Les entreprises pressent le Parlement d’agir
Les entreprises ukrainiennes demandent au Parlement d’adopter une loi destinée à renforcer le cadre réglementaire des produits soumis à accise et à rendre la lutte contre le marché clandestin plus efficace. Selon NV Business, le commerce illégal de ces produits prive le budget de l’État de plus de 33 milliards d’UAH chaque année.
L’ampleur de la perte fiscale se trouve au cœur du débat législatif. Pour les entreprises légales, les ventes illicites créent également une distorsion de concurrence : les producteurs, transformateurs, distributeurs et détaillants enregistrés respectent les obligations fiscales et réglementaires, tandis que les opérateurs non déclarés peuvent éviter tout ou partie de ces coûts.

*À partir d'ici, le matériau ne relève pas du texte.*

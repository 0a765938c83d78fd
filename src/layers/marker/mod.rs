//! Marker registry, visibility and clustering.

pub mod cluster;
pub mod handle;
pub mod lasso;
pub mod layer;
pub mod registry;

pub use cluster::{ClusterDiff, ClusterIcon, ClusterLayer};
pub use handle::{Container, IconDescriptor, MarkerHandle, MarkerVariant, VisualClass};
pub use lasso::LassoSelection;
pub use layer::MarkerLayer;
pub use registry::{MarkerRegistry, VisualGroup};
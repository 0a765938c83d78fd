//! Current region and subregion selection.

use crate::core::constants::DEFAULT_REGION;
use crate::store::storage::{load_or_default, save_json, Storage};
use crate::Result;
use serde::{Deserialize, Serialize};

pub const REGION_STORE_KEY: &str = "region-storage";

#[derive(Debug, Clone, PartialEq, Serialize, Deserialize)]
#[serde(rename_all = "camelCase")]
pub struct RegionStore {
    current_region_key: String,
    #[serde(default)]
    current_subregion_key: Option<String>,
    /// Consumed once by the session; never persisted
    #[serde(skip)]
    subregion_switch_request: Option<String>,
}

impl Default for RegionStore {
    fn default() -> Self {
        Self {
            current_region_key: DEFAULT_REGION.to_string(),
            current_subregion_key: None,
            subregion_switch_request: None,
        }
    }
}

impl RegionStore {
    pub fn new() -> Self {
        Self::default()
    }

    pub fn load(storage: &dyn Storage) -> Self {
        load_or_default(storage, REGION_STORE_KEY)
    }

    pub fn save(&self, storage: &dyn Storage) -> Result<()> {
        save_json(storage, REGION_STORE_KEY, self)
    }

    pub fn current_region(&self) -> &str {
        &self.current_region_key
    }

    pub fn current_subregion(&self) -> Option<&str> {
        self.current_subregion_key.as_deref()
    }

    /// Selecting a region forgets the selected subregion
    pub fn set_current_region(&mut self, region: impl Into<String>) {
        self.current_region_key = region.into();
        self.current_subregion_key = None;
    }

    pub fn set_current_subregion(&mut self, subregion: impl Into<String>) {
        self.current_subregion_key = Some(subregion.into());
    }

    pub fn request_subregion_switch(&mut self, subregion: impl Into<String>) {
        self.subregion_switch_request = Some(subregion.into());
    }

    pub fn has_switch_request(&self) -> bool {
        self.subregion_switch_request.is_some()
    }

    pub fn take_subregion_switch_request(&mut self) -> Option<String> {
        self.subregion_switch_request.take()
    }
}
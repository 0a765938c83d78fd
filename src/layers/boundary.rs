//! Subregion outlines and highlights.
//!
//! Each outline is drawn as a translucent fill plus a stroke. Hiding fades the
//! outline set out and detaches exactly that set afterwards, so a set shown in
//! the meantime is never removed by a stale timer.

use crate::animation::FadeScheduler;
use crate::core::clock::Clock;
use crate::core::config::Region;
use crate::core::geo::LatLng;
use crate::data::region::{AreaShape, SubregionCatalog};
use crate::layers::base::LayerId;
use crate::layers::manager::LayerManager;
use crate::prelude::Arc;
use std::time::Duration;

#[derive(Debug, Clone, Copy, PartialEq, Eq)]
pub enum ShapeRole {
    Fill,
    Stroke,
}

#[derive(Debug, Clone, Copy, PartialEq)]
pub struct ShapeStyle {
    pub fill_opacity: f32,
    pub stroke_weight: f32,
    pub stroke_opacity: f32,
}

impl ShapeRole {
    pub fn style(self) -> ShapeStyle {
        match self {
            ShapeRole::Fill => ShapeStyle {
                fill_opacity: 0.2,
                stroke_weight: 0.0,
                stroke_opacity: 0.0,
            },
            ShapeRole::Stroke => ShapeStyle {
                fill_opacity: 0.0,
                stroke_weight: 2.0,
                stroke_opacity: 0.8,
            },
        }
    }
}

#[derive(Debug, Clone, PartialEq)]
pub struct BoundaryShape {
    pub subregion: String,
    pub role: ShapeRole,
    pub geometry: AreaShape,
    pub hidden: bool,
}

/// One attached outline layer and its shapes
#[derive(Debug, Clone)]
pub struct BoundarySet {
    pub layer: LayerId,
    pub shapes: Vec<BoundaryShape>,
}

pub struct BoundaryManager {
    areas: Arc<SubregionCatalog>,
    clock: Arc<dyn Clock>,
    active: Option<BoundarySet>,
    fading: Vec<BoundarySet>,
    removals: FadeScheduler<LayerId>,
    highlight: Option<BoundarySet>,
    highlight_timer: FadeScheduler<LayerId>,
    generation: u64,
}

impl std::fmt::Debug for BoundaryManager {
    fn fmt(&self, f: &mut std::fmt::Formatter<'_>) -> std::fmt::Result {
        f.debug_struct("BoundaryManager")
            .field("active", &self.active.as_ref().map(|set| &set.layer))
            .field("fading", &self.fading.len())
            .field("highlight", &self.highlight.as_ref().map(|set| &set.layer))
            .finish()
    }
}

fn shapes_for(subregion: &str, geometry: AreaShape) -> [BoundaryShape; 2] {
    [ShapeRole::Fill, ShapeRole::Stroke].map(|role| BoundaryShape {
        subregion: subregion.to_string(),
        role,
        geometry: geometry.clone(),
        hidden: false,
    })
}

impl BoundaryManager {
    pub fn new(areas: Arc<SubregionCatalog>, clock: Arc<dyn Clock>, fade: Duration, highlight: Duration) -> Self {
        Self {
            areas,
            clock,
            active: None,
            fading: Vec::new(),
            removals: FadeScheduler::new(fade),
            highlight: None,
            highlight_timer: FadeScheduler::new(highlight),
            generation: 0,
        }
    }

    pub fn areas(&self) -> &SubregionCatalog {
        &self.areas
    }

    pub fn is_visible(&self) -> bool {
        self.active.is_some()
    }

    pub fn active(&self) -> Option<&BoundarySet> {
        self.active.as_ref()
    }

    pub fn highlighted(&self) -> Option<&str> {
        self.highlight
            .as_ref()
            .and_then(|set| set.shapes.first())
            .map(|shape| shape.subregion.as_str())
    }

    /// Outlines every subregion of `region` that has area data
    pub fn show(&mut self, region: &Region, layers: &mut LayerManager) {
        if self.active.is_some() {
            self.hide();
        }
        let projection = region.projection();
        let shapes: Vec<BoundaryShape> = region
            .subregions
            .iter()
            .filter_map(|id| {
                let geometry = self.areas.get(id)?.shape(&projection)?;
                Some(shapes_for(id, geometry))
            })
            .flatten()
            .collect();
        if shapes.is_empty() {
            return;
        }

        self.generation += 1;
        let layer = LayerId::Boundary(format!("{}#{}", region.key, self.generation));
        layers.attach(layer.clone());
        log::debug!("showing {} boundary shapes as {}", shapes.len(), layer);
        self.active = Some(BoundarySet { layer, shapes });
    }

    /// Fades the current outlines out; they are detached on a later tick
    pub fn hide(&mut self) {
        let Some(mut set) = self.active.take() else {
            return;
        };
        for shape in &mut set.shapes {
            shape.hidden = true;
        }
        self.removals.schedule(set.layer.clone(), (), self.clock.now());
        self.fading.push(set);
    }

    /// Drops the highlight and fades the outlines, for a region teardown
    pub fn reset(&mut self) {
        if let Some(previous) = self.highlight.take() {
            self.highlight_timer.cancel(&previous.layer);
        }
        self.hide();
    }

    /// Emphasises one subregion for a short while
    pub fn highlight(&mut self, subregion: &str, region: &Region, layers: &mut LayerManager) -> bool {
        if let Some(previous) = self.highlight.take() {
            self.highlight_timer.cancel(&previous.layer);
            layers.detach(&previous.layer);
        }
        let Some(geometry) = self
            .areas
            .get(subregion)
            .and_then(|area| area.shape(&region.projection()))
        else {
            return false;
        };
        let layer = LayerId::Highlight(subregion.to_string());
        layers.attach(layer.clone());
        self.highlight_timer
            .schedule(layer.clone(), (), self.clock.now());
        self.highlight = Some(BoundarySet {
            layer,
            shapes: shapes_for(subregion, geometry).to_vec(),
        });
        true
    }

    /// Subregion of `region` containing `point`
    pub fn subregion_at(&self, point: &LatLng, region: &Region) -> Option<String> {
        let projection = region.projection();
        region
            .subregions
            .iter()
            .find(|id| {
                self.areas
                    .get(id)
                    .and_then(|area| area.shape(&projection))
                    .map_or(false, |shape| shape.contains(point))
            })
            .cloned()
    }

    pub fn tick(&mut self, layers: &mut LayerManager) {
        let now = self.clock.now();
        for (layer, ()) in self.removals.take_due(now) {
            layers.detach(&layer);
            self.fading.retain(|set| set.layer != layer);
        }
        for (layer, ()) in self.highlight_timer.take_due(now) {
            layers.detach(&layer);
            if self.highlight.as_ref().map(|set| &set.layer) == Some(&layer) {
                self.highlight = None;
            }
        }
    }
}
use crate::core::geo::Point;
use std::collections::BTreeMap;

/// A group of nearby items on screen
#[derive(Debug, Clone, PartialEq)]
pub struct Cluster {
    /// Stable id derived from the grid cell
    pub id: String,
    /// Mean position of the members, in the same pixel space as the input
    pub center: Point,
    pub item_ids: Vec<String>,
}

impl Cluster {
    pub fn count(&self) -> usize {
        self.item_ids.len()
    }

    pub fn is_single(&self) -> bool {
        self.item_ids.len() == 1
    }
}

/// Grid-based clustering settings
#[derive(Debug, Clone, PartialEq)]
pub struct ClusteringConfig {
    /// Cell size in pixels
    pub grid_size: f64,
    /// At or above this zoom every item is its own cluster
    pub disable_clustering_at_zoom: f64,
}

impl Default for ClusteringConfig {
    fn default() -> Self {
        Self {
            grid_size: crate::constants::MAX_CLUSTER_RADIUS,
            disable_clustering_at_zoom: crate::constants::DISABLE_CLUSTERING_AT_ZOOM,
        }
    }
}

/// Buckets projected items into grid cells.
///
/// `items` are `(id, pixel position at zoom)` pairs; output order follows the
/// grid cells (row-major) so repeated calls produce the same clusters.
pub fn grid_cluster(config: &ClusteringConfig, items: &[(String, Point)], zoom: f64) -> Vec<Cluster> {
    if zoom >= config.disable_clustering_at_zoom {
        return items
            .iter()
            .map(|(id, point)| Cluster {
                id: format!("single_{}", id),
                center: *point,
                item_ids: vec![id.clone()],
            })
            .collect();
    }

    let mut cells: BTreeMap<(i64, i64), Vec<&(String, Point)>> = BTreeMap::new();
    for item in items {
        let grid_x = (item.1.x / config.grid_size).floor() as i64;
        let grid_y = (item.1.y / config.grid_size).floor() as i64;
        cells.entry((grid_y, grid_x)).or_default().push(item);
    }

    cells
        .into_iter()
        .map(|((grid_y, grid_x), members)| {
            let n = members.len() as f64;
            let sum = members
                .iter()
                .fold(Point::new(0.0, 0.0), |acc, (_, p)| acc.add(p));
            Cluster {
                id: format!("cluster_{}_{}", grid_x, grid_y),
                center: sum.multiply(1.0 / n),
                item_ids: members.iter().map(|(id, _)| id.clone()).collect(),
            }
        })
        .collect()
}
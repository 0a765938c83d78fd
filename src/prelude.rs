//! Prelude module for common owmap types and traits
//!
//! This module re-exports the most commonly used types for easy importing
//! with `use owmap::prelude::*;`

pub use crate::core::{
    bounds::Bounds,
    builder::MapBuilder,
    clock::{Clock, ManualClock, SystemClock},
    config::{MapOptions, Region, RegionCatalog, RegionConfig, TileLoadingConfig, TransitionConfig},
    geo::{LatLng, LatLngBounds, Point, TileCoord},
    map::{MapCore, MapState},
    projection::Projection,
    viewport::Viewport,
};

pub use crate::animation::{CameraTransition, EasingType, FadeScheduler};

pub use crate::layers::{
    base::{LayerId, LayerProperties, LayerTrait, LayerType, Pane},
    boundary::BoundaryManager,
    label::{LabelOverlay, LabelKind},
    link::LinkOverlay,
    manager::LayerManager,
    marker::{ClusterLayer, Container, MarkerHandle, MarkerLayer, VisualClass},
    tile::TileLayer,
};

pub use crate::input::{
    events::{EventKind, LassoEvent, MapEvent},
    handler::EventManager,
};

pub use crate::data::{
    label::LabelData,
    link::LinkData,
    locale::{JsonLocale, LocaleLookup},
    marker::{MarkerDataset, MarkerRecord, MarkerType, MarkerTypeCatalog},
    region::{SubregionArea, SubregionCatalog},
};

pub use crate::store::{
    marker::MarkerStore,
    prefs::MapPrefs,
    region::RegionStore,
    storage::{FileStorage, MemoryStorage, Storage},
    user_record::UserRecord,
    view_state::{MemoryViewStates, PersistentViewStates, ViewState, ViewStateStore},
};

pub use crate::tiles::{
    cache::TileCache,
    loader::{TileFetcher, TileLoader},
    source::{AssetTileUrls, TileUrlProvider},
};

pub use crate::session::MapSession;

pub use crate::{Error as MapError, Result};

pub use std::{sync::Arc, time::Duration};

pub use fxhash::{FxHashMap as HashMap, FxHashSet as HashSet, FxHasher};
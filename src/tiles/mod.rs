pub mod cache;
pub mod loader;
pub mod source;

pub use cache::{CachedTile, TileCache};
#[cfg(feature = "http")]
pub use loader::HttpTileFetcher;
pub use loader::{MemoryTileFetcher, TileFetcher, TileLoader, TileOutcome, TRANSPARENT_TILE};
pub use source::{AssetTileUrls, TileSource, TileUrlProvider, UrlTemplate};
//! Everything that can be attached to the viewport: tiles, marker groups,
//! labels, link hotspots and subregion outlines.

#[macro_use]
pub mod macros;

pub mod base;
pub mod boundary;
pub mod label;
pub mod link;
pub mod manager;
pub mod marker;
pub mod tile;

pub use base::{LayerId, LayerProperties, LayerTrait, LayerType, Pane};
pub use manager::LayerManager;
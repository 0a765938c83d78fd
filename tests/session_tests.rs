use owmap::data::label::{LabelData, LabelKind};
use owmap::data::region::{SubregionArea, SubregionCatalog};
use owmap::input::events::LassoEvent;
use owmap::layers::base::LayerId;
use owmap::layers::marker::VisualClass;
use owmap::store::{MemoryStorage, Storage};
use owmap::tiles::loader::MemoryTileFetcher;
use owmap::{
    LatLng, LatLngBounds, MapBuilder, MapSession, ManualClock, MarkerDataset, MarkerRecord,
    MarkerType, MarkerTypeCatalog, RegionCatalog,
};
use std::sync::Arc;

const REGIONS: &str = r#"{
    "Valley_4": {
        "dimensions": [8000, 10000],
        "tileSize": 200,
        "maxZoom": 3,
        "initialOffset": { "x": 750, "y": 250 },
        "initialZoom": 2,
        "subregions": ["Valley_4"]
    },
    "Wuling": {
        "dimensions": [6000, 6000],
        "tileSize": 200,
        "maxZoom": 3,
        "initialOffset": { "x": 0, "y": 0 },
        "initialZoom": 1,
        "subregions": ["Wuling_1", "Wuling_2"]
    }
}"#;

const LABELS: &str = r#"{
    "version": 1,
    "regions": {
        "VL": {
            "labels": {
                "VL/HB": { "id": "VL/HB", "type": "sub", "region": "VL", "sub": "HB", "point": [4000, 5000] },
                "VL/HB/gate": { "id": "VL/HB/gate", "type": "site", "region": "VL", "sub": "HB", "site": "gate", "point": [4100, 5100] },
                "VL/HB/mine": { "id": "VL/HB/mine", "type": "site", "region": "VL", "sub": "HB", "site": "mine", "point": [4200, 5200] }
            }
        }
    }
}"#;

fn area(id: &str, bounds: [[f64; 2]; 2]) -> SubregionArea {
    SubregionArea {
        id: id.to_string(),
        name: id.to_string(),
        bounds: bounds.to_vec(),
        polygon: Vec::new(),
    }
}

fn dataset() -> MarkerDataset {
    let mut records = vec![MarkerRecord::new("m1", [-650.0, 590.0], "Valley_4", "chest")];
    records.extend(
        (0..5).map(|i| MarkerRecord::new(format!("ore{i}"), [-600.0, 500.0 + i as f64], "Valley_4", "ore")),
    );
    MarkerDataset::from_subregions([
        ("Valley_4".to_string(), records),
        (
            "Wuling_1".to_string(),
            vec![MarkerRecord::new("w1", [-300.0, 300.0], "Wuling_1", "chest")],
        ),
    ])
}

fn session(clock: &ManualClock, storage: Arc<dyn Storage>) -> MapSession {
    let _ = env_logger::builder().is_test(true).try_init();
    let mut types = MarkerTypeCatalog::new();
    types.insert(MarkerType::new("chest", "collection", "chest"));
    types.insert(MarkerType::new("ore", "resource", "mineral"));

    let mut areas = SubregionCatalog::new();
    areas.extend([
        area("Valley_4", [[1000.0, 1000.0], [7000.0, 9000.0]]),
        area("Wuling_1", [[0.0, 0.0], [3000.0, 6000.0]]),
    ]);

    let core = MapBuilder::new()
        .with_regions(RegionCatalog::from_json_str(REGIONS).unwrap())
        .with_marker_types(Arc::new(types))
        .with_subregions(Arc::new(areas))
        .with_tile_fetcher(Arc::new(MemoryTileFetcher::new()))
        .with_storage(storage.clone())
        .with_clock(Arc::new(clock.clone()))
        .build()
        .unwrap();
    MapSession::new(core, storage)
}

#[tokio::test]
async fn test_init_restores_persisted_state() {
    let clock = ManualClock::new();
    let storage: Arc<dyn Storage> = Arc::new(MemoryStorage::new());
    storage.set("map-prefs", r#"{"clustering":true}"#).unwrap();
    storage.set("marker-filter", r#"{"filter":["ore","chest"]}"#).unwrap();
    storage.set("points-storage", r#"{"activePoints":["m1"]}"#).unwrap();

    let mut session = session(&clock, storage);
    session.init(&dataset()).await.unwrap();

    let core = session.core();
    assert_eq!(core.current_region_key(), Some("Valley_4"));
    assert!(core.layers().is_attached(&LayerId::ClusterGroup("ore".to_string())));
    let markers = core.marker_layer();
    assert_eq!(markers.registry().len(), 7);
    assert!(markers.handle("m1").unwrap().has_class(VisualClass::Checked));
    assert!(markers.is_rendered("m1", core.layers()));
    assert!(!markers.is_rendered("w1", core.layers()));
    assert_eq!(markers.rendered_plain_ids(core.layers()), vec!["m1".to_string()]);
}

#[tokio::test]
async fn test_unknown_saved_region_falls_back_to_default() {
    let clock = ManualClock::new();
    let storage: Arc<dyn Storage> = Arc::new(MemoryStorage::new());
    storage.set("region-storage", r#"{"currentRegionKey":"Atlantis"}"#).unwrap();

    let mut session = session(&clock, storage);
    session.init(&dataset()).await.unwrap();

    assert_eq!(session.core().current_region_key(), Some("Valley_4"));
    assert_eq!(session.region_store().current_region(), "Valley_4");
}

#[tokio::test]
async fn test_labels_follow_region_and_zoom() {
    let clock = ManualClock::new();
    let mut session = session(&clock, Arc::new(MemoryStorage::new()));
    session.set_label_data(LabelData::try_parse(LABELS).unwrap());
    session.init(&dataset()).await.unwrap();

    assert_eq!(session.labels().shown_kind(), Some(LabelKind::Site));
    assert_eq!(session.labels().labels().len(), 2);

    session.core_mut().zoom_to(0.0, None);
    session.pump_events();
    assert!(session.labels().labels().iter().all(|label| label.fading));

    clock.advance_ms(200);
    session.tick();
    assert_eq!(session.labels().shown_kind(), Some(LabelKind::Sub));
    assert_eq!(session.labels().labels().len(), 1);

    session.set_label_tool_mounted(true);
    assert!(!session.core().layers().is_attached(&LayerId::Labels));
    session.set_label_tool_mounted(false);
    assert!(session.core().layers().is_attached(&LayerId::Labels));
}

#[tokio::test]
async fn test_subregion_request_centres_and_highlights() {
    let clock = ManualClock::new();
    let mut session = session(&clock, Arc::new(MemoryStorage::new()));
    session.init(&dataset()).await.unwrap();

    session.request_subregion_switch("Valley_4");
    assert!(session.process_subregion_request().await.unwrap());
    assert!(!session.process_subregion_request().await.unwrap());
    assert_eq!(session.region_store().current_subregion(), Some("Valley_4"));
    assert!(session.core().is_transforming());

    clock.advance_ms(250);
    session.tick();
    let core = session.core();
    assert_eq!(core.viewport().zoom, 1.0);
    assert_eq!(core.viewport().center, LatLng::new(-625.0, 500.0));
    assert_eq!(core.boundaries().highlighted(), Some("Valley_4"));
    assert!(!core.is_transforming());
}

#[tokio::test]
async fn test_subregion_request_switches_region() {
    let clock = ManualClock::new();
    let mut session = session(&clock, Arc::new(MemoryStorage::new()));
    session.init(&dataset()).await.unwrap();

    session.request_subregion_switch("Wuling_1");
    assert!(session.process_subregion_request().await.unwrap());
    assert_eq!(session.core().current_region_key(), Some("Wuling"));
    assert_eq!(session.region_store().current_region(), "Wuling");
    assert_eq!(session.region_store().current_subregion(), Some("Wuling_1"));

    session.request_subregion_switch("Nowhere_9");
    assert!(!session.process_subregion_request().await.unwrap());
    assert!(!session.region_store().has_switch_request());
}

#[tokio::test]
async fn test_filter_collection_and_save() {
    let clock = ManualClock::new();
    let storage: Arc<dyn Storage> = Arc::new(MemoryStorage::new());
    let mut session = session(&clock, storage.clone());
    session.init(&dataset()).await.unwrap();

    assert!(session.toggle_filter("chest"));
    assert!(session.core().marker_layer().is_rendered("m1", session.core().layers()));

    session.set_hide_completed(true);
    session.add_collected("m1");
    clock.advance_ms(160);
    session.tick();
    assert!(!session.core().marker_layer().is_rendered("m1", session.core().layers()));

    session.remove_collected("m1");
    assert!(session.core().marker_layer().is_rendered("m1", session.core().layers()));

    session.set_cluster_enabled(true);
    session.set_boundaries_visible(true);
    session.save().unwrap();

    assert!(storage.get("marker-filter").unwrap().unwrap().contains("chest"));
    assert!(storage.get("map-prefs").unwrap().unwrap().contains("\"clustering\":true"));
    assert!(storage.get("region-storage").unwrap().unwrap().contains("Valley_4"));
    assert!(storage.get("points-storage").unwrap().is_some());
}

#[tokio::test]
async fn test_boundaries_come_back_after_region_switch() {
    let clock = ManualClock::new();
    let mut session = session(&clock, Arc::new(MemoryStorage::new()));
    session.init(&dataset()).await.unwrap();
    session.set_boundaries_visible(true);
    assert!(session.core().boundaries().is_visible());

    session.set_region("Wuling").await.unwrap();
    assert!(session.core().boundaries().is_visible());
    assert_eq!(session.core().boundaries().active().unwrap().shapes.len(), 2);
}

#[tokio::test]
async fn test_lasso_selects_filtered_markers() {
    let clock = ManualClock::new();
    let mut session = session(&clock, Arc::new(MemoryStorage::new()));
    session.init(&dataset()).await.unwrap();
    session.set_filter(["chest"]);

    let bounds = LatLngBounds::from_coords(-700.0, 550.0, -600.0, 650.0);
    session.lasso(LassoEvent::Highlight {
        bounds: bounds.clone(),
        deselect: false,
    });
    assert!(session.core().marker_layer().handle("m1").unwrap().has_class(VisualClass::Selected));

    let selected = session.lasso(LassoEvent::Select {
        bounds,
        deselect: false,
    });
    assert_eq!(selected, vec!["m1".to_string()]);
    assert_eq!(session.marker_store().selected(), ["m1".to_string()]);
    assert!(session.core().marker_layer().handle("m1").unwrap().has_class(VisualClass::Selected));

    assert_eq!(session.toggle_selected("m1"), Some(false));
    assert!(session.marker_store().selected().is_empty());
}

Les milieux d’affaires réclament l’adoption urgente d’un projet de loi plutôt que de s’en remettre uniquement à l’application des règles actuelles. Le texte doit améliorer le cadre juridique régissant la circulation des produits soumis à accise et renforcer l’action contre le marché illégal. Les sources disponibles ne précisent ni ses dispositions et sanctions ni le calendrier de son examen parlementaire.
Plus de 33 milliards d’UAH perdus chaque année
L’estimation de plus de 33 milliards d’UAH de pertes annuelles montre que le problème dépasse des infractions isolées. Les recettes d’accise sont perçues au sein de chaînes d’approvisionnement réglementées. Un vaste secteur clandestin réduit donc les recettes, même lorsque la demande pour les produits concernés reste présente sur le marché intérieur.
La circulation illicite touche plusieurs catégories d’acteurs. L’État perd des recettes fiscales, les entreprises respectueuses des règles affrontent des produits non taxés, et les grossistes comme les détaillants doivent évaluer les risques juridiques et commerciaux liés à leurs fournisseurs. Les producteurs ayant investi dans des capacités conformes rencontrent aussi davantage de difficultés à concurrencer par les prix des opérateurs qui échappent aux accises.
Le montant publié estime l’impact budgétaire sans ventilation par catégorie de produits. NV Business évoque globalement les produits soumis à accise et ne fournit pas d’estimations distinctes pour chaque industrie. La part du marché considérée comme illicite n’est pas non plus indiquée.
L’application déterminera l’effet sur le marché
L’adoption de la loi ne constituerait qu’une partie de la réponse. Son impact commercial dépendra du texte définitif, des responsabilités confiées aux organismes de contrôle et de la régularité de son application. Les entreprises ont besoin de règles distinguant clairement les acteurs légitimes des opérateurs illégaux sans créer d’incertitude pour les chaînes d’approvisionnement conformes.
Des contrôles plus efficaces pourraient ramener les ventes vers les circuits enregistrés et augmenter les recettes fiscales. Ils soutiendraient également les producteurs, distributeurs et détaillants qui intègrent déjà les accises dans leurs coûts. Les informations disponibles ne permettent toutefois pas de chiffrer cette amélioration potentielle.
Les entreprises présentes sur ce marché suivront donc attentivement l’examen du projet de loi. Leur demande immédiate est claire : renforcer la responsabilité et actualiser le cadre réglementaire afin de permettre aux autorités de combattre plus efficacement la circulation illégale. Avec plus de 33 milliards d’UAH de pertes budgétaires estimées par an, le débat porte à la fois sur les recettes publiques et sur les conditions d’activité des entreprises légales.